Dirò quello che ho capito io nella mia vita.
Ho quasi ottant’anni: cosa ho capito io di tutta questa storia? Mi piacerebbe anche cercare di rendere conto. Mi piacerebbe che qualcuno mi chiedesse di render conto della mia vita, che cosa ho fatto; e vorrei poter dire che ho occupato il mio posto, giustamente, in modo giusto, non ho usurpato, non ho profittato, ho fatto la mia parte, nel modo che sono stato capace. Allora parto con una parola, che non è una parola in realtà: quel O.R.A., acronimo dell’Agorà di settembre 2015: Resistenti Alternativi Omologati. Mi è piaciuto molto. Una riflessione da fare in un’Agorà dove tutti possono dire a che punto sono, anzi non ‘possono’, ma dovrebbero: tutti, chi ha voglia di parlare almeno, deve dire quello che ha capito lui; non quello che dovrebbero fare gli altri o che dovrebbe fare l’associazione; devo dire ciò che ho capito camminando in questa strada.

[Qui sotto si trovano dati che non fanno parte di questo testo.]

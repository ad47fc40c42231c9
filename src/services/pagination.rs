use serde::de::DeserializeOwned;

use crate::{
    error::UpstreamError,
    models::youtube::Page,
    services::youtube::{QueryParams, Resource, YouTubeApi},
};

/// Largest page size the list endpoints accept
pub const MAX_PAGE_SIZE: u32 = 50;

/// Fetches a single page of `resource`
pub async fn fetch_page<T>(
    api: &dyn YouTubeApi,
    resource: Resource,
    params: &QueryParams,
) -> Result<Page<T>, UpstreamError>
where
    T: DeserializeOwned,
{
    let value = api.get_json(resource, params).await?;
    Ok(serde_json::from_value(value)?)
}

/// Fetches every page of `resource` and returns all items in upstream order.
///
/// Pages are requested one after another since each request needs the
/// previous response's `nextPageToken`. Stops on the first response without
/// a token; there is no page limit.
pub async fn collect_all_pages<T>(
    api: &dyn YouTubeApi,
    resource: Resource,
    params: &QueryParams,
) -> Result<Vec<T>, UpstreamError>
where
    T: DeserializeOwned,
{
    let mut items = Vec::new();
    let mut page_token: Option<String> = None;
    let mut pages = 0usize;

    loop {
        let mut query = params.clone();
        query.push(("maxResults", MAX_PAGE_SIZE.to_string()));
        if let Some(token) = page_token.take() {
            query.push(("pageToken", token));
        }

        let page: Page<T> = fetch_page(api, resource, &query).await?;
        pages += 1;

        page_token = page.continuation().map(str::to_string);
        items.extend(page.items);

        if page_token.is_none() {
            break;
        }
    }

    tracing::debug!(
        resource = %resource,
        pages,
        items = items.len(),
        "Collected all pages"
    );

    Ok(items)
}
//! Wire types for the subset of the YouTube Data API v3 this service reads.
//!
//! Every field is optional on the wire; missing values are defaulted here and
//! the public shapes in [`super`] decide how to present them.

use serde::{Deserialize, Deserializer};
use std::collections::BTreeMap;

/// Reads an explicit `null` the same way as an absent key
fn null_as_default<'de, D, T>(deserializer: D) -> Result<T, D::Error>
where
    D: Deserializer<'de>,
    T: Default + Deserialize<'de>,
{
    Ok(Option::<T>::deserialize(deserializer)?.unwrap_or_default())
}

/// One page of a list/search response
#[derive(Debug, Clone, Deserialize)]
#[serde(rename_all = "camelCase", bound(deserialize = "T: Deserialize<'de>"))]
pub struct Page<T> {
    #[serde(default = "Vec::new", deserialize_with = "null_as_default")]
    pub items: Vec<T>,
    #[serde(default)]
    pub next_page_token: Option<String>,
}

impl<T> Page<T> {
    /// Continuation token for the next request, if any. An empty token is
    /// treated as the last page.
    pub fn continuation(&self) -> Option<&str> {
        self.next_page_token.as_deref().filter(|t| !t.is_empty())
    }
}

#[derive(Debug, Clone, Deserialize)]
pub struct Thumbnail {
    #[serde(default)]
    pub url: Option<String>,
    #[serde(default)]
    pub width: Option<u32>,
    #[serde(default)]
    pub height: Option<u32>,
}

/// Snippet shared by channels, search results and playlists
#[derive(Debug, Clone, Default, Deserialize)]
#[serde(rename_all = "camelCase")]
pub struct Snippet {
    #[serde(default)]
    pub title: Option<String>,
    #[serde(default)]
    pub description: Option<String>,
    #[serde(default)]
    pub channel_title: Option<String>,
    #[serde(default, deserialize_with = "null_as_default")]
    pub thumbnails: BTreeMap<String, Option<Thumbnail>>,
}

/// `channels` resource item
#[derive(Debug, Clone, Deserialize)]
pub struct Channel {
    #[serde(default, deserialize_with = "null_as_default")]
    pub id: String,
    #[serde(default)]
    pub snippet: Option<Snippet>,
    #[serde(default)]
    pub statistics: Option<ChannelStatistics>,
}

#[derive(Debug, Clone, Deserialize)]
#[serde(rename_all = "camelCase")]
pub struct ChannelStatistics {
    #[serde(default)]
    pub subscriber_count: Option<String>,
}

/// `search` resource item (only `type=channel` is requested)
#[derive(Debug, Clone, Deserialize)]
pub struct SearchResult {
    #[serde(default)]
    pub id: Option<SearchResultId>,
    #[serde(default)]
    pub snippet: Option<Snippet>,
}

#[derive(Debug, Clone, Deserialize)]
#[serde(rename_all = "camelCase")]
pub struct SearchResultId {
    #[serde(default)]
    pub channel_id: Option<String>,
}

/// `playlists` resource item
#[derive(Debug, Clone, Deserialize)]
#[serde(rename_all = "camelCase")]
pub struct Playlist {
    #[serde(default, deserialize_with = "null_as_default")]
    pub id: String,
    #[serde(default)]
    pub snippet: Option<Snippet>,
    #[serde(default)]
    pub content_details: Option<PlaylistContentDetails>,
}

#[derive(Debug, Clone, Deserialize)]
#[serde(rename_all = "camelCase")]
pub struct PlaylistContentDetails {
    #[serde(default)]
    pub item_count: Option<u64>,
}

/// `playlistItems` resource item
#[derive(Debug, Clone, Deserialize)]
#[serde(rename_all = "camelCase")]
pub struct PlaylistItem {
    #[serde(default)]
    pub snippet: Option<PlaylistItemSnippet>,
    #[serde(default)]
    pub content_details: Option<PlaylistItemContentDetails>,
}

#[derive(Debug, Clone, Deserialize)]
#[serde(rename_all = "camelCase")]
pub struct PlaylistItemSnippet {
    #[serde(default)]
    pub title: Option<String>,
    #[serde(default)]
    pub description: Option<String>,
    #[serde(default)]
    pub resource_id: Option<ResourceId>,
}

#[derive(Debug, Clone, Deserialize)]
#[serde(rename_all = "camelCase")]
pub struct ResourceId {
    #[serde(default)]
    pub video_id: Option<String>,
}

#[derive(Debug, Clone, Deserialize)]
#[serde(rename_all = "camelCase")]
pub struct PlaylistItemContentDetails {
    #[serde(default)]
    pub video_id: Option<String>,
}

impl PlaylistItem {
    pub fn title(&self) -> &str {
        self.snippet
            .as_ref()
            .and_then(|s| s.title.as_deref())
            .unwrap_or_default()
    }

    pub fn description(&self) -> &str {
        self.snippet
            .as_ref()
            .and_then(|s| s.description.as_deref())
            .unwrap_or_default()
    }

    /// Video id from `contentDetails`, falling back to `snippet.resourceId`
    pub fn video_id(&self) -> Option<&str> {
        self.content_details
            .as_ref()
            .and_then(|d| d.video_id.as_deref())
            .or_else(|| {
                self.snippet
                    .as_ref()
                    .and_then(|s| s.resource_id.as_ref())
                    .and_then(|r| r.video_id.as_deref())
            })
    }
}
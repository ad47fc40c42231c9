use axum::{
    extract::rejection::QueryRejection,
    http::StatusCode,
    response::{IntoResponse, Response},
    Json,
};
use serde_json::json;

/// Failures talking to the YouTube Data API
#[derive(thiserror::Error, Debug)]
pub enum UpstreamError {
    #[error("YouTube API error {status}: {body}")]
    Status { status: u16, body: String },

    #[error("YouTube API request failed: {0}")]
    Transport(#[from] reqwest::Error),

    #[error("Invalid YouTube API response: {0}")]
    Decode(#[from] serde_json::Error),
}

/// Application-level errors
#[derive(thiserror::Error, Debug)]
pub enum AppError {
    #[error("{0}")]
    InvalidInput(String),

    #[error(transparent)]
    Upstream(#[from] UpstreamError),
}

impl From<QueryRejection> for AppError {
    fn from(rejection: QueryRejection) -> Self {
        AppError::InvalidInput(rejection.body_text())
    }
}

impl IntoResponse for AppError {
    fn into_response(self) -> Response {
        // TODO: surface upstream 5xx/transport failures as 502 once clients
        // stop treating every failure as a 400.
        let status = match &self {
            AppError::InvalidInput(_) | AppError::Upstream(_) => StatusCode::BAD_REQUEST,
        };

        let body = Json(json!({
            "error": self.to_string()
        }));

        (status, body).into_response()
    }
}

pub type AppResult<T> = Result<T, AppError>;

Oggi questo acronimo mi mette in discussione, mi fa pensare. Io credo che tutti abbiamo il dovere di comunicare agli altri, perché l’agorà è quello, non è una riunione dove dobbiamo decidere cosa fare, è un incontro dove diciamo dove siamo, a che punto siamo. A che cosa serve l’agorà, se non per capire a che punto sono io e a che punto è uno lontano cinquanta chilometri? Mi interessa! E credo che interessi tutti sapere il cammino, la storia, le fatiche, le gioie e tutto il positivo, il negativo e il dolore. Oggi arrivano famiglie vergini, non dappertutto, non in tutte le comunità, ma io incontro tante persone che passano perché vogliono informarsi, vogliono sapere. È gente che ha in mente l’ecologia, è una domanda che si fanno, parlano di ecovillaggio, ad esempio. Mi chiedono di spiegargli la differenza tra un ecovillaggio e una comunità delle nostre. E insomma, è chiaro per noi... però bisogna spiegarglielo.
Con Martini facevamo questi discorsi e lui mi dice: “... ma è proprio questo il senso della vostra associazione: dare l’opportunità e l’occasione, strumenti e occasioni a tutti, non selezionare; a tutti quelli che hanno voglia di fare un percorso di autopromozione e di dar senso alla vita. Questo giustifica la presenza sul territorio della vostra associazione. Se no, cos’è? Non siete case di accoglienza, non siete delle case per minori, non siete una comunità terapeutica, cosa siete?”. Questa è la domanda che dobbiamo porci dopo tanti anni.